Wednesday 31 October 2012

Give Up and Let Them Lose.


 We're all agreed on certain things in life. Don't negotiate with terrorists. Don't give in to bullying or threats. "Never," as Churchill had it, "in anything, great or small, give up."
 Well, I've got a better idea.
 I think we - humanity, all of us - should have a sponsored month of giving up. Just thirty days or so of caving in to the most powerful, insidious, effective force on the face of the planet.
 I refer, of course, to whingeing.
 I'm pretty sure that no matter how many piss-poor VHS tapes Al Qaeda releases, nobody is ever going to kowtow to their plans. No matter how many times the Westboro Baptist Assholes show up to protest a funeral and complain about god hating fags, none of us is ever going to turn around and say "y'know what, okay, we'll listen to you and act on your ideas."
 Nagging, on the other hand, is a different ball game. We all know what it's like to just sigh and give up to the relentless, irritating pressure of a nagging child or spouse, and I think we should apply this policy to the wider world, because it would be an effective way to (eventually) get a lot of people to shut the fuck up.
 Take the meditation crowd. The people who think that all the world's ills are caused by a lack of Buddhist chanting.
 According to hippies with bad websites, if 1% of the population of the world meditated regularly, there would be no more wars and everything would be hunky dory. They've been peddling this shit for years, so why don't we just do it? Give in to their whining and do it.
 One percent of the world's population (assuming a population of seven billion) is seventy million, which is coincidentally about the population of the UK. So, I say we all take the week off work and genuinely try it.
 We'll all sit at home for a week, light some candles and meditate, and it'll solve precisely dick all.
 Worse than that, it'll deepen a recession and we'll all lose our jobs, but the net gain is this: The hippies will shut up and we can take their ideas off the table forever. We tried it your way, Moonbeam Unicorn Jnr., and it didn't work. Now piss off.
 Next up we can deal with the libertarians and the hardcore right-wing capitalists. This won't require missing work, but it might be worth calling in sick to watch, if the whole thing is caught on camera.
 Libertarians and ultra-capitalists claim to want no government oversight on business, no government interference in day-to-day matters (including healthcare) and freedom to run a business in any way they want to.
 So, a few commandeered planes would be enough to send them all somewhere that already has those conditions, like, say, Somalia.
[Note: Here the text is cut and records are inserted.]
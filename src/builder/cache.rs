//! Run-once resolution of the toolchain environment.
//!
//! [`ResolutionCache`] owns the resolved environment. The first
//! [`ResolutionCache::ensure_resolved`] call snapshots the pristine flag
//! lists, probes the compiler and stores the result; later calls hand back
//! the stored value without spawning anything. Callers pass the cache
//! around explicitly instead of reaching for a global.

use std::path::Path;

use serde::Serialize;

use crate::builder::environment::{self, PlatformIdentity, StandardSupport, SystemInfo};
use crate::builder::errors::EnvError;
use crate::builder::flags::{FlagAccumulator, FlagSet};
use crate::builder::toolchain::{self, ToolchainIdentity};
use crate::util::process::{ProcessProbe, SystemProbe};

/// Everything known about the toolchain after resolution.
#[derive(Debug, Clone, PartialEq, Eq, Serialize)]
pub struct ResolvedEnvironment {
    pub toolchain: ToolchainIdentity,
    pub platform: PlatformIdentity,
    pub standard: StandardSupport,
    /// Generator is an IDE (Xcode)
    pub is_ide_generator: bool,
    /// Flag lists as they were before the first mutation
    pub defaults: FlagSet,
    /// Wall-clock time of resolution, for build provenance only
    pub timestamp: Option<String>,
}

/// Resolves the environment once and keeps the answer.
pub struct ResolutionCache<P = SystemProbe> {
    system: SystemInfo,
    probe: P,
    resolved: Option<ResolvedEnvironment>,
}

impl ResolutionCache<SystemProbe> {
    /// Cache probing real processes.
    pub fn for_system(system: SystemInfo) -> Self {
        ResolutionCache::new(system, SystemProbe)
    }
}

impl<P: ProcessProbe> ResolutionCache<P> {
    pub fn new(system: SystemInfo, probe: P) -> Self {
        ResolutionCache {
            system,
            probe,
            resolved: None,
        }
    }

    pub fn system(&self) -> &SystemInfo {
        &self.system
    }

    pub fn is_resolved(&self) -> bool {
        self.resolved.is_some()
    }

    /// The stored environment, if resolution already ran.
    pub fn get(&self) -> Option<&ResolvedEnvironment> {
        self.resolved.as_ref()
    }

    /// Resolve on first call; return the stored environment afterwards.
    ///
    /// `flags` is only read on the first call, where its current lists
    /// become the defaults that [`ResolutionCache::restore_defaults`] returns to.
    pub fn ensure_resolved(
        &mut self,
        flags: &FlagAccumulator,
    ) -> Result<&ResolvedEnvironment, EnvError> {
        if self.resolved.is_none() {
            let env = self.resolve_now(flags)?;
            self.resolved = Some(env);
        }
        self.resolved.as_ref().ok_or(EnvError::NotResolved)
    }

    /// Put `flags` back to the snapshot taken at resolution.
    pub fn restore_defaults(&self, flags: &mut FlagAccumulator) -> Result<(), EnvError> {
        let env = self.resolved.as_ref().ok_or(EnvError::NotResolved)?;
        flags.restore_defaults(env);
        Ok(())
    }

    fn resolve_now(&self, flags: &FlagAccumulator) -> Result<ResolvedEnvironment, EnvError> {
        let defaults = flags.flags().clone();

        let identity = toolchain::classify(&self.system, &self.probe)?;
        let (platform, standard, is_ide_generator) = environment::resolve(&identity, &self.system);
        let timestamp = build_timestamp(&self.probe);

        tracing::info!(
            "resolved toolchain {} on {} (C++11 subset: {})",
            identity,
            platform,
            if standard.has_cxx11_subset { "yes" } else { "no" }
        );

        Ok(ResolvedEnvironment {
            toolchain: identity,
            platform,
            standard,
            is_ide_generator,
            defaults,
            timestamp,
        })
    }
}

/// Ask the platform date command for the current time.
///
/// `date -R` prints `Day, DD Mon YYYY HH:MM:SS +ZZZZ`; on Windows the
/// locale date from `date /T` is the best available.
fn build_timestamp<P: ProcessProbe + ?Sized>(probe: &P) -> Option<String> {
    let result = if cfg!(target_os = "windows") {
        probe.probe(Path::new("cmd"), &["/C", "date", "/T"])
    } else {
        probe.probe(Path::new("date"), &["-R"])
    };

    match result {
        Ok(out) => Some(out.trim().to_string()).filter(|s| !s.is_empty()),
        Err(e) => {
            tracing::warn!("could not record build timestamp: {}", e);
            None
        }
    }
}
No government interference, no rules, knock yourselves out. It's a dog-eat-dog world in places like that, just the way you want it.
 Come dinnertime, of course, it'll be a person-eat-dog world because you'll all be starved past the point of dignity.
 If they realise how badly they fucked up and call to come home, we'll let them. But we'll charge through the fucking nose for it, and maybe they'll learn their lesson.
 Which complaining assholes are next? How about bigfoot hunters?
 There are all kinds of idiots running around the wooded areas of... shit, everywhere, really, looking for giant ape men.
 If they're so convinced there's something out there, why don't we take a few hundred people - a few thousand, if necessary - and create a human chain around an area of alleged bigfoot habitat. Then we all walk towards the middle, and shoot everything we come across that's bigger than a squirrel.
 A little cruel, sure, but at the end of it, as we sort through the bear carcasses and start cooking some nice venison, one thing we'll probably notice is that none of the bodies we've come up with are those of a heretofore unknown missing evolutionary link.
 Also, again: Free venison.
 And in the unlikely event that we DO catch a yeti, then science benefits. Granted, not the branch of science that does a lot to improve your life - I doubt shooting a sasquatch will do much to improve your 4G connectivity or diminish the lines at airport check-in desks, but it'll give the biologists something to talk about, bless 'em.
 These are just three random examples of how we could deal with the more annoying sectors of society.
 Don't give in to threats or demands, just give people enough rope to hang themselves with.
 Obviously, things like Islamic fundamentalism couldn't really be rolled-out worldwide on a trial basis, so we'd have to let them fuck that up for themselves on smaller scale.
 Except they already did; it was called the Arab Spring.